» **Records from a data collection**:
═══

//! Chat transports.
//!
//! The dispatcher only needs "send this text to that destination". Two
//! transports are provided:
//!
//! - [`WebhookSink`]: posts `{"content": ...}` to an incoming-webhook URL
//!   per destination name (Discord and Slack-compatible endpoints accept this)
//! - [`StdoutSink`]: prints messages, for `--dry-run` and local previews

use crate::error::{ConfigError, SendError};
use crate::utils::truncate_for_log;
use reqwest::Client;
use serde::Serialize;
use std::collections::BTreeMap;
use std::io::Write;
use std::time::Duration;
use tracing::{debug, instrument};

/// A destination-addressed text transport.
pub trait ChatSink {
    /// Send one message. Text length is the caller's responsibility.
    async fn send(&self, destination: &str, text: &str) -> Result<(), SendError>;
}

#[derive(Serialize)]
struct WebhookPayload<'a> {
    content: &'a str,
}

/// Posts messages to incoming webhooks, one URL per destination name.
#[derive(Debug, Clone)]
pub struct WebhookSink {
    http: Client,
    webhooks: BTreeMap<String, String>,
}

impl WebhookSink {
    pub fn new(webhooks: BTreeMap<String, String>, timeout: Duration) -> Result<Self, ConfigError> {
        let http = Client::builder()
            .timeout(timeout)
            .build()
            .map_err(ConfigError::Client)?;
        Ok(Self { http, webhooks })
    }
}

impl ChatSink for WebhookSink {
    #[instrument(level = "debug", skip(self, text), fields(len = text.len()))]
    async fn send(&self, destination: &str, text: &str) -> Result<(), SendError> {
        let url = self
            .webhooks
            .get(destination)
            .ok_or_else(|| SendError::UnknownDestination(destination.to_string()))?;

        let response = self
            .http
            .post(url)
            .json(&WebhookPayload { content: text })
            .send()
            .await
            .map_err(SendError::Transport)?;

        let status = response.status();
        if !status.is_success() {
            return Err(SendError::Rejected(status.as_u16()));
        }
        debug!(preview = %truncate_for_log(text, 60), "Message posted");
        Ok(())
    }
}

/// Prints each message to stdout, prefixed with its destination.
#[derive(Debug, Clone, Copy, Default)]
pub struct StdoutSink;

impl ChatSink for StdoutSink {
    async fn send(&self, destination: &str, text: &str) -> Result<(), SendError> {
        let stdout = std::io::stdout();
        let mut handle = stdout.lock();
        writeln!(handle, "--- [{}] ---", destination)?;
        writeln!(handle, "{}", text)?;
        Ok(())
    }
}

#[cfg(test)]
mod tests {
    use super::*;
    use wiremock::matchers::{body_json, method, path};
    use wiremock::{Mock, MockServer, ResponseTemplate};

    async fn sink_for(server: &MockServer) -> WebhookSink {
        let webhooks = BTreeMap::from([(
            "poems".to_string(),
            format!("{}/hooks/poems", server.uri()),
        )]);
        WebhookSink::new(webhooks, Duration::from_secs(5)).unwrap()
    }

    #[tokio::test]
    async fn test_webhook_posts_content() {
        let mock_server = MockServer::start().await;
        Mock::given(method("POST"))
            .and(path("/hooks/poems"))
            .and(body_json(serde_json::json!({"content": "**Ode** by *Jane Doe*"})))
            .respond_with(ResponseTemplate::new(204))
            .expect(1)
            .mount(&mock_server)
            .await;

        let sink = sink_for(&mock_server).await;
        sink.send("poems", "**Ode** by *Jane Doe*").await.unwrap();
    }

    #[tokio::test]
    async fn test_webhook_unknown_destination() {
        let mock_server = MockServer::start().await;
        let sink = sink_for(&mock_server).await;
        let err = sink.send("general", "hi").await.unwrap_err();
        assert!(matches!(err, SendError::UnknownDestination(ref d) if d == "general"));
    }

    #[tokio::test]
    async fn test_webhook_rejected_status() {
        let mock_server = MockServer::start().await;
        Mock::given(method("POST"))
            .respond_with(ResponseTemplate::new(429))
            .mount(&mock_server)
            .await;

        let sink = sink_for(&mock_server).await;
        let err = sink.send("poems", "hi").await.unwrap_err();
        assert!(matches!(err, SendError::Rejected(429)));
    }

    #[tokio::test]
    async fn test_stdout_sink_succeeds() {
        StdoutSink.send("poems", "hello").await.unwrap();
    }
}
//! Upstream HTTP fetcher.
//!
//! One GET per call, bounded by the configured timeout. There is no retry
//! here: a failed fetch is cached for the day by [`crate::cache::DailyCache`].

use crate::config::SourceConfig;
use crate::error::{ConfigError, PipelineError};
use crate::models::{DocumentKind, SourceDocument};
use reqwest::Client;
use reqwest::header::CONTENT_TYPE;
use std::time::Duration;
use tracing::{debug, info, instrument};

#[derive(Debug, Clone)]
pub struct Fetcher {
    http: Client,
    timeout: Duration,
}

impl Fetcher {
    /// Build a fetcher with the source's timeout and User-Agent.
    pub fn new(config: &SourceConfig) -> Result<Self, ConfigError> {
        let timeout = config.timeout();
        let http = Client::builder()
            .user_agent(config.user_agent.as_str())
            .timeout(timeout)
            .build()
            .map_err(ConfigError::Client)?;
        Ok(Self { http, timeout })
    }

    /// Fetch `url` and return its body tagged with the document kind.
    ///
    /// # Errors
    ///
    /// - [`PipelineError::Timeout`] if no complete response arrives within the timeout
    /// - [`PipelineError::Network`] on connection failure or a non-2xx status
    #[instrument(level = "info", skip(self))]
    pub async fn fetch(&self, url: &str) -> Result<SourceDocument, PipelineError> {
        let response = self
            .http
            .get(url)
            .send()
            .await
            .map_err(|e| PipelineError::from_reqwest(e, self.timeout))?;

        let status = response.status();
        if !status.is_success() {
            return Err(PipelineError::Network(format!("{} returned HTTP {}", url, status)));
        }

        let kind = DocumentKind::from_content_type(
            response
                .headers()
                .get(CONTENT_TYPE)
                .and_then(|v| v.to_str().ok()),
        );
        let body = response
            .text()
            .await
            .map_err(|e| PipelineError::from_reqwest(e, self.timeout))?;

        info!(bytes = body.len(), ?kind, "Fetched source document");
        debug!(preview = %crate::utils::truncate_for_log(&body, 200), "Source body");

        Ok(SourceDocument {
            url: url.to_string(),
            kind,
            body,
        })
    }
}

═══

» **WHAT YOU NEED TO DO**: Print all of the data exactly as it was given.

» **EXPECTED ANSWER**:
//! Chat transports.
//!
//! The dispatcher only needs "send this text to that destination". Two
//! transports are provided:
//!
//! - [`WebhookSink`]: posts `{"content": ...}` to an incoming-webhook URL
//!   per destination name (Discord and Slack-compatible endpoints accept this)
//! - [`StdoutSink`]: prints messages, for `--dry-run` and local previews

use crate::error::{ConfigError, SendError};
use crate::utils::truncate_for_log;
use reqwest::Client;
use serde::Serialize;
use std::collections::BTreeMap;
use std::io::Write;
use std::time::Duration;
use tracing::{debug, instrument};

/// A destination-addressed text transport.
pub trait ChatSink {
    /// Send one message. Text length is the caller's responsibility.
    async fn send(&self, destination: &str, text: &str) -> Result<(), SendError>;
}

#[derive(Serialize)]
struct WebhookPayload<'a> {
    content: &'a str,
}

/// Posts messages to incoming webhooks, one URL per destination name.
#[derive(Debug, Clone)]
pub struct WebhookSink {
    http: Client,
    webhooks: BTreeMap<String, String>,
}

impl WebhookSink {
    pub fn new(webhooks: BTreeMap<String, String>, timeout: Duration) -> Result<Self, ConfigError> {
        let http = Client::builder()
            .timeout(timeout)
            .build()
            .map_err(ConfigError::Client)?;
        Ok(Self { http, webhooks })
    }
}

impl ChatSink for WebhookSink {
    #[instrument(level = "debug", skip(self, text), fields(len = text.len()))]
    async fn send(&self, destination: &str, text: &str) -> Result<(), SendError> {
        let url = self
            .webhooks
            .get(destination)
            .ok_or_else(|| SendError::UnknownDestination(destination.to_string()))?;

        let response = self
            .http
            .post(url)
            .json(&WebhookPayload { content: text })
            .send()
            .await
            .map_err(SendError::Transport)?;

        let status = response.status();
        if !status.is_success() {
            return Err(SendError::Rejected(status.as_u16()));
        }
        debug!(preview = %truncate_for_log(text, 60), "Message posted");
        Ok(())
    }
}

/// Prints each message to stdout, prefixed with its destination.
#[derive(Debug, Clone, Copy, Default)]
pub struct StdoutSink;

impl ChatSink for StdoutSink {
    async fn send(&self, destination: &str, text: &str) -> Result<(), SendError> {
        let stdout = std::io::stdout();
        let mut handle = stdout.lock();
        writeln!(handle, "--- [{}] ---", destination)?;
        writeln!(handle, "{}", text)?;
        Ok(())
    }
}

#[cfg(test)]
mod tests {
    use super::*;
    use wiremock::matchers::{body_json, method, path};
    use wiremock::{Mock, MockServer, ResponseTemplate};

    async fn sink_for(server: &MockServer) -> WebhookSink {
        let webhooks = BTreeMap::from([(
            "poems".to_string(),
            format!("{}/hooks/poems", server.uri()),
        )]);
        WebhookSink::new(webhooks, Duration::from_secs(5)).unwrap()
    }

    #[tokio::test]
    async fn test_webhook_posts_content() {
        let mock_server = MockServer::start().await;
        Mock::given(method("POST"))
            .and(path("/hooks/poems"))
            .and(body_json(serde_json::json!({"content": "**Ode** by *Jane Doe*"})))
            .respond_with(ResponseTemplate::new(204))
            .expect(1)
            .mount(&mock_server)
            .await;

        let sink = sink_for(&mock_server).await;
        sink.send("poems", "**Ode** by *Jane Doe*").await.unwrap();
    }

    #[tokio::test]
    async fn test_webhook_unknown_destination() {
        let mock_server = MockServer::start().await;
        let sink = sink_for(&mock_server).await;
        let err = sink.send("general", "hi").await.unwrap_err();
        assert!(matches!(err, SendError::UnknownDestination(ref d) if d == "general"));
    }

    #[tokio::test]
    async fn test_webhook_rejected_status() {
        let mock_server = MockServer::start().await;
        Mock::given(method("POST"))
            .respond_with(ResponseTemplate::new(429))
            .mount(&mock_server)
            .await;

        let sink = sink_for(&mock_server).await;
        let err = sink.send("poems", "hi").await.unwrap_err();
        assert!(matches!(err, SendError::Rejected(429)));
    }

    #[tokio::test]
    async fn test_stdout_sink_succeeds() {
        StdoutSink.send("poems", "hello").await.unwrap();
    }
}
//! Upstream HTTP fetcher.
//!
//! One GET per call, bounded by the configured timeout. There is no retry
//! here: a failed fetch is cached for the day by [`crate::cache::DailyCache`].

use crate::config::SourceConfig;
use crate::error::{ConfigError, PipelineError};
use crate::models::{DocumentKind, SourceDocument};
use reqwest::Client;
use reqwest::header::CONTENT_TYPE;
use std::time::Duration;
use tracing::{debug, info, instrument};

#[derive(Debug, Clone)]
pub struct Fetcher {
    http: Client,
    timeout: Duration,
}

impl Fetcher {
    /// Build a fetcher with the source's timeout and User-Agent.
    pub fn new(config: &SourceConfig) -> Result<Self, ConfigError> {
        let timeout = config.timeout();
        let http = Client::builder()
            .user_agent(config.user_agent.as_str())
            .timeout(timeout)
            .build()
            .map_err(ConfigError::Client)?;
        Ok(Self { http, timeout })
    }

    /// Fetch `url` and return its body tagged with the document kind.
    ///
    /// # Errors
    ///
    /// - [`PipelineError::Timeout`] if no complete response arrives within the timeout
    /// - [`PipelineError::Network`] on connection failure or a non-2xx status
    #[instrument(level = "info", skip(self))]
    pub async fn fetch(&self, url: &str) -> Result<SourceDocument, PipelineError> {
        let response = self
            .http
            .get(url)
            .send()
            .await
            .map_err(|e| PipelineError::from_reqwest(e, self.timeout))?;

        let status = response.status();
        if !status.is_success() {
            return Err(PipelineError::Network(format!("{} returned HTTP {}", url, status)));
        }

        let kind = DocumentKind::from_content_type(
            response
                .headers()
                .get(CONTENT_TYPE)
                .and_then(|v| v.to_str().ok()),
        );
        let body = response
            .text()
            .await
            .map_err(|e| PipelineError::from_reqwest(e, self.timeout))?;

        info!(bytes = body.len(), ?kind, "Fetched source document");
        debug!(preview = %crate::utils::truncate_for_log(&body, 200), "Source body");

        Ok(SourceDocument {
            url: url.to_string(),
            kind,
            body,
        })
    }
}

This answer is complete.